START RECORDS FOR THE TASK

#[cfg(test)]
mod tests {
    use std::path::PathBuf;
    use std::sync::Arc;

    use arrow::array::StringArray;
    use arrow::datatypes::{DataType, Field, Schema};
    use arrow::record_batch::RecordBatch;
    use parquet::arrow::ArrowWriter;
    use tempfile::TempDir;

    use super::*;

    fn write_temp_file(name: &str, content: impl AsRef<[u8]>) -> (TempDir, PathBuf) {
        let dir = TempDir::new().unwrap();
        let path = dir.path().join(name);
        std::fs::write(&path, content).unwrap();
        (dir, path)
    }

    fn ymd(y: i32, m: u32, d: u32) -> NaiveDate {
        NaiveDate::from_ymd_opt(y, m, d).unwrap()
    }

    const CSV: &str = "\
cord_uid,title,abstract,authors,journal,publish_time,url
a1,First paper,Short abstract here,\"Doe, J.\",Virology,2020-03-15,http://x
a2,,Abstract without title,,Virology,2020-04-01,
a3,No abstract,   ,,Lancet,2021-01-01,
a4,Undated paper,Some words,,Lancet,not-a-date,
a5,  Padded title  ,Another abstract,,,2021,
a6,NaN title,nan,,BMJ,2020,
";

    #[test]
    fn csv_drops_rows_without_title_or_abstract() {
        let (_dir, path) = write_temp_file("metadata.csv", CSV);
        let ds = load_file(&path).unwrap();

        let titles: Vec<&str> = ds.papers.iter().map(|p| p.title.as_str()).collect();
        assert_eq!(titles, vec!["First paper", "Undated paper", "Padded title"]);
        assert_eq!(ds.dropped_rows, 3);
        assert!(ds
            .papers
            .iter()
            .all(|p| !p.title.trim().is_empty() && !p.abstract_text.trim().is_empty()));
    }

    #[test]
    fn csv_keeps_unparseable_dates_as_unknown() {
        let (_dir, path) = write_temp_file("metadata.csv", CSV);
        let ds = load_file(&path).unwrap();

        let undated = &ds.papers[1];
        assert_eq!(undated.title, "Undated paper");
        assert_eq!(undated.publish_time, None);
        assert_eq!(ds.parse_warnings, 1);
        assert_eq!(ds.papers[0].publish_time, Some(ymd(2020, 3, 15)));
        assert_eq!(ds.papers[2].publish_time, Some(ymd(2021, 1, 1)));
    }

    #[test]
    fn csv_blank_optional_fields_become_none() {
        let (_dir, path) = write_temp_file("metadata.csv", CSV);
        let ds = load_file(&path).unwrap();

        assert_eq!(ds.papers[0].authors.as_deref(), Some("Doe, J."));
        assert_eq!(ds.papers[2].journal, None);
        assert_eq!(ds.papers[2].authors, None);
        assert_eq!(
            ds.journals.iter().cloned().collect::<Vec<_>>(),
            vec!["Lancet".to_string(), "Virology".to_string()]
        );
        assert_eq!(ds.years.iter().copied().collect::<Vec<_>>(), vec![2020, 2021]);
    }

    #[test]
    fn csv_missing_required_column_is_schema_error() {
        let (_dir, path) = write_temp_file("metadata.csv", "title,authors,publish_time\nA,B,2020\n");
        match load_file(&path) {
            Err(LoadError::Schema { missing }) => {
                assert_eq!(missing, vec!["abstract".to_string(), "journal".to_string()]);
            }
            other => panic!("expected schema error, got {other:?}"),
        }
    }

    #[test]
    fn csv_header_only_yields_empty_dataset() {
        let (_dir, path) =
            write_temp_file("metadata.csv", "title,abstract,authors,journal,publish_time\n");
        let ds = load_file(&path).unwrap();
        assert!(ds.is_empty());
    }

    #[test]
    fn csv_tolerates_short_rows_and_padded_headers() {
        let (_dir, path) = write_temp_file(
            "metadata.csv",
            " title , abstract ,authors,journal,publish_time\nShort,Only two fields\n",
        );
        let ds = load_file(&path).unwrap();
        assert_eq!(ds.len(), 1);
        assert_eq!(ds.papers[0].journal, None);
        assert_eq!(ds.papers[0].publish_time, None);
        assert_eq!(ds.parse_warnings, 0);
    }

    #[test]
    fn csv_invalid_utf8_in_ignored_column_keeps_row() {
        let mut bytes = b"title,abstract,authors,journal,publish_time,url\nT,A,,J,2020,".to_vec();
        bytes.extend_from_slice(b"\xff\xfe\n");
        let (_dir, path) = write_temp_file("metadata.csv", bytes);
        let ds = load_file(&path).unwrap();
        assert_eq!(ds.len(), 1);
        assert_eq!(ds.dropped_rows, 0);
        assert_eq!(ds.papers[0].journal.as_deref(), Some("J"));
    }

    #[test]
    fn csv_invalid_utf8_in_title_drops_row() {
        let mut bytes = b"title,abstract,authors,journal,publish_time\n".to_vec();
        bytes.extend_from_slice(b"\xff\xfe,A,,J,2020\nGood,B,,J,2021\n");
        let (_dir, path) = write_temp_file("metadata.csv", bytes);
        let ds = load_file(&path).unwrap();
        assert_eq!(ds.len(), 1);
        assert_eq!(ds.papers[0].title, "Good");
        assert_eq!(ds.dropped_rows, 1);
    }

    #[test]
    fn missing_file_is_source_unavailable() {
        let dir = TempDir::new().unwrap();
        let err = load_file(&dir.path().join("nope.csv")).unwrap_err();
        assert!(matches!(err, LoadError::SourceUnavailable { .. }), "{err:?}");
    }

    #[test]
    fn unknown_extension_is_rejected() {
        let (_dir, path) = write_temp_file("metadata.xlsx", "");
        let err = load_file(&path).unwrap_err();
        assert!(matches!(err, LoadError::UnsupportedFormat(ext) if ext == "xlsx"));
    }

    #[test]
    fn json_records_are_cleaned_like_csv() {
        let json = r#"[
            {"title": "J1", "abstract": "a b c", "authors": ["Doe", "Roe"], "journal": "Cell", "publish_time": 2019},
            {"title": "J2", "abstract": null, "authors": null, "journal": "Cell", "publish_time": "2020-01-02"},
            {"title": "J3", "abstract": "x", "authors": "Solo", "journal": null, "publish_time": "garbage"}
        ]"#;
        let (_dir, path) = write_temp_file("metadata.json", json);
        let ds = load_file(&path).unwrap();

        assert_eq!(ds.len(), 2);
        assert_eq!(ds.dropped_rows, 1);
        assert_eq!(ds.parse_warnings, 1);
        assert_eq!(ds.papers[0].authors.as_deref(), Some("Doe; Roe"));
        assert_eq!(ds.papers[0].publish_time, Some(ymd(2019, 1, 1)));
        assert_eq!(ds.papers[1].journal, None);
    }

    #[test]
    fn json_without_required_keys_is_schema_error() {
        let (_dir, path) = write_temp_file("metadata.json", r#"[{"title": "x"}]"#);
        assert!(matches!(load_file(&path), Err(LoadError::Schema { .. })));
    }

    #[test]
    fn json_must_be_an_array() {
        let (_dir, path) = write_temp_file("metadata.json", r#"{"title": "x"}"#);
        assert!(matches!(load_file(&path), Err(LoadError::Malformed { format: "JSON", .. })));
    }

    #[test]
    fn parquet_string_columns_are_loaded() {
        let dir = TempDir::new().unwrap();
        let path = dir.path().join("metadata.parquet");

        let schema = Arc::new(Schema::new(
            REQUIRED_COLUMNS
                .iter()
                .map(|name| Field::new(*name, DataType::Utf8, true))
                .collect::<Vec<_>>(),
        ));
        let batch = RecordBatch::try_new(
            schema.clone(),
            vec![
                Arc::new(StringArray::from(vec![Some("P1"), Some("P2")])),
                Arc::new(StringArray::from(vec![Some("one two"), None])),
                Arc::new(StringArray::from(vec![Some("Doe"), None])),
                Arc::new(StringArray::from(vec![Some("Nature"), Some("Nature")])),
                Arc::new(StringArray::from(vec![Some("2020-05-06"), None])),
            ],
        )
        .unwrap();
        let file = File::create(&path).unwrap();
        let mut writer = ArrowWriter::try_new(file, schema, None).unwrap();
        writer.write(&batch).unwrap();
        writer.close().unwrap();

        let ds = load_file(&path).unwrap();
        assert_eq!(ds.len(), 1);
        assert_eq!(ds.dropped_rows, 1);
        assert_eq!(ds.papers[0].title, "P1");
        assert_eq!(ds.papers[0].publish_time, Some(ymd(2020, 5, 6)));
    }

    #[test]
    fn parses_common_publish_time_formats() {
        assert_eq!(parse_publish_time("2020-03-15"), Some(ymd(2020, 3, 15)));
        assert_eq!(parse_publish_time("2020/03/15"), Some(ymd(2020, 3, 15)));
        assert_eq!(parse_publish_time("03/15/2020"), Some(ymd(2020, 3, 15)));
        assert_eq!(parse_publish_time("2020 Mar 15"), Some(ymd(2020, 3, 15)));
        assert_eq!(parse_publish_time("Mar 15 2020"), Some(ymd(2020, 3, 15)));
        assert_eq!(parse_publish_time("15 March 2020"), Some(ymd(2020, 3, 15)));
        assert_eq!(parse_publish_time("2020-03-15T10:20:30"), Some(ymd(2020, 3, 15)));
        assert_eq!(parse_publish_time("2020-03-15T10:20:30+02:00"), Some(ymd(2020, 3, 15)));
        assert_eq!(parse_publish_time("2020-03"), Some(ymd(2020, 3, 1)));
        assert_eq!(parse_publish_time("2020 Mar"), Some(ymd(2020, 3, 1)));
        assert_eq!(parse_publish_time("Mar 2020"), Some(ymd(2020, 3, 1)));
        assert_eq!(parse_publish_time("March 2020"), Some(ymd(2020, 3, 1)));
        assert_eq!(parse_publish_time("2020-3-5"), Some(ymd(2020, 3, 5)));
        assert_eq!(parse_publish_time(" 2020 "), Some(ymd(2020, 1, 1)));
    }

    #[test]
    fn rejects_unparseable_publish_time() {
        assert_eq!(parse_publish_time("not-a-date"), None);
        assert_eq!(parse_publish_time("2020-13"), None);
        assert_eq!(parse_publish_time("2020-02-30"), None);
        assert_eq!(parse_publish_time("20"), None);
        assert_eq!(parse_publish_time(""), None);
    }

    #[test]
    fn two_digit_years_are_not_guessed() {
        assert_eq!(parse_publish_time("3/5/20"), None);
        assert_eq!(parse_publish_time("5 March 20"), None);
        assert_eq!(parse_publish_time("Mar 15 20"), None);
        assert_eq!(parse_publish_time("Mar 20"), None);
        assert_eq!(parse_publish_time("0020-03-20"), None);
    }

    #[test]
    fn epoch_timestamps_become_utc_dates() {
        assert_eq!(parse_publish_time("1584230400000"), Some(ymd(2020, 3, 15)));
        assert_eq!(parse_publish_time("1584230400"), Some(ymd(2020, 3, 15)));
        assert_eq!(parse_publish_time("158423040"), None);
    }

    #[test]
    fn json_epoch_millis_publish_time_is_a_date() {
        let json = r#"[
            {"title": "T", "abstract": "a", "authors": null, "journal": "Cell", "publish_time": 1584230400000}
        ]"#;
        let (_dir, path) = write_temp_file("metadata.json", json);
        let ds = load_file(&path).unwrap();
        assert_eq!(ds.papers[0].publish_time, Some(ymd(2020, 3, 15)));
        assert_eq!(ds.parse_warnings, 0);
    }
}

END RECORDS FOR THE TASK

Search term "matches": return each line of the data that contains it.

### EXERCISE OUTPUT
        assert!(matches!(err, LoadError::SourceUnavailable { .. }), "{err:?}");
        assert!(matches!(err, LoadError::UnsupportedFormat(ext) if ext == "xlsx"));
        assert!(matches!(load_file(&path), Err(LoadError::Schema { .. })));
        assert!(matches!(load_file(&path), Err(LoadError::Malformed { format: "JSON", .. })));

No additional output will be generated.